Stored items:

━━━━━━━━━━━━━━━━━━━━

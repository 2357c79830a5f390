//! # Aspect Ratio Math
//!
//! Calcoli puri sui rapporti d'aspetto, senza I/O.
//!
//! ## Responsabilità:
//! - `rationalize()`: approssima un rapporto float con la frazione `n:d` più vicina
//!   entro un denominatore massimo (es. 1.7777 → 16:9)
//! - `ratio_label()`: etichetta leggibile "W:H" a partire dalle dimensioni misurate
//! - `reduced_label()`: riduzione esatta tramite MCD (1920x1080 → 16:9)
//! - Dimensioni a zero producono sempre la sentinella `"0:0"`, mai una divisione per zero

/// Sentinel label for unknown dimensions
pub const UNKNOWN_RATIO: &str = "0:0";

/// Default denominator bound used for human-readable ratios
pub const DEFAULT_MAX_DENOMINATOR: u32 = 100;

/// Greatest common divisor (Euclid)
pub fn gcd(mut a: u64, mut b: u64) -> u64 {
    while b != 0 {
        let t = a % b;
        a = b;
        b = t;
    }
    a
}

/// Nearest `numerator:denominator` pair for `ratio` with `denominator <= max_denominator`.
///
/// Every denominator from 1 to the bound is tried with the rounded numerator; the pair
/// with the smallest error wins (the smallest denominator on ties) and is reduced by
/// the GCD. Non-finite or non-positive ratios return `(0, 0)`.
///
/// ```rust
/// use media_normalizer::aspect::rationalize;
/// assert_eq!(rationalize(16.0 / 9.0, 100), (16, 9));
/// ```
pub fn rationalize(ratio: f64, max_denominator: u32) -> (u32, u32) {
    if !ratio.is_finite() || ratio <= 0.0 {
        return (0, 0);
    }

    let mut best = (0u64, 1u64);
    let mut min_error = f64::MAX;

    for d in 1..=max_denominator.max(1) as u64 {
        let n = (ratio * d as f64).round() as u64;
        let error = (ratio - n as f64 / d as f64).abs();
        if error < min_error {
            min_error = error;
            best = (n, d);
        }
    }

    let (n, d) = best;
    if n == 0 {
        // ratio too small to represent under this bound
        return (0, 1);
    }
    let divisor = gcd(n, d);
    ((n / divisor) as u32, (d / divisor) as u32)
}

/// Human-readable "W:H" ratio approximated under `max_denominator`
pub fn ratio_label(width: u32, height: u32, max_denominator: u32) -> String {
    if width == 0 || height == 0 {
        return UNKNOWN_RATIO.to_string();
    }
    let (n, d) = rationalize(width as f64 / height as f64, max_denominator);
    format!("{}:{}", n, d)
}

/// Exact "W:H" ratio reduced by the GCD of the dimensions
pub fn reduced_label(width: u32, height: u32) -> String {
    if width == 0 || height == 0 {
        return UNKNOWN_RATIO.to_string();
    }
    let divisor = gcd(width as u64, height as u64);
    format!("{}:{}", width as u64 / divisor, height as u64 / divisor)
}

━━━━━━━━━━━━━━━━━━━━

Task item: Each of the entries above should be written out again exactly.

Your response:
repository 2357c79830a5f390
//! # Aspect Ratio Math
//!
//! Calcoli puri sui rapporti d'aspetto, senza I/O.
//!
//! ## Responsabilità:
//! - `rationalize()`: approssima un rapporto float con la frazione `n:d` più vicina
//!   entro un denominatore massimo (es. 1.7777 → 16:9)
//! - `ratio_label()`: etichetta leggibile "W:H" a partire dalle dimensioni misurate
//! - `reduced_label()`: riduzione esatta tramite MCD (1920x1080 → 16:9)
//! - Dimensioni a zero producono sempre la sentinella `"0:0"`, mai una divisione per zero

/// Sentinel label for unknown dimensions
pub const UNKNOWN_RATIO: &str = "0:0";

/// Default denominator bound used for human-readable ratios
pub const DEFAULT_MAX_DENOMINATOR: u32 = 100;

/// Greatest common divisor (Euclid)
pub fn gcd(mut a: u64, mut b: u64) -> u64 {
    while b != 0 {
        let t = a % b;
        a = b;
        b = t;
    }
    a
}

/// Nearest `numerator:denominator` pair for `ratio` with `denominator <= max_denominator`.
///
/// Every denominator from 1 to the bound is tried with the rounded numerator; the pair
/// with the smallest error wins (the smallest denominator on ties) and is reduced by
/// the GCD. Non-finite or non-positive ratios return `(0, 0)`.
///
/// ```rust
/// use media_normalizer::aspect::rationalize;
/// assert_eq!(rationalize(16.0 / 9.0, 100), (16, 9));
/// ```
pub fn rationalize(ratio: f64, max_denominator: u32) -> (u32, u32) {
    if !ratio.is_finite() || ratio <= 0.0 {
        return (0, 0);
    }

    let mut best = (0u64, 1u64);
    let mut min_error = f64::MAX;

    for d in 1..=max_denominator.max(1) as u64 {
        let n = (ratio * d as f64).round() as u64;
        let error = (ratio - n as f64 / d as f64).abs();
        if error < min_error {
            min_error = error;
            best = (n, d);
        }
    }

    let (n, d) = best;
    if n == 0 {
        // ratio too small to represent under this bound
        return (0, 1);
    }
    let divisor = gcd(n, d);
    ((n / divisor) as u32, (d / divisor) as u32)
}

/// Human-readable "W:H" ratio approximated under `max_denominator`
pub fn ratio_label(width: u32, height: u32, max_denominator: u32) -> String {
    if width == 0 || height == 0 {
        return UNKNOWN_RATIO.to_string();
    }
    let (n, d) = rationalize(width as f64 / height as f64, max_denominator);
    format!("{}:{}", n, d)
}

/// Exact "W:H" ratio reduced by the GCD of the dimensions
pub fn reduced_label(width: u32, height: u32) -> String {
    if width == 0 || height == 0 {
        return UNKNOWN_RATIO.to_string();
    }
    let divisor = gcd(width as u64, height as u64);
    format!("{}:{}", width as u64 / divisor, height as u64 / divisor)
}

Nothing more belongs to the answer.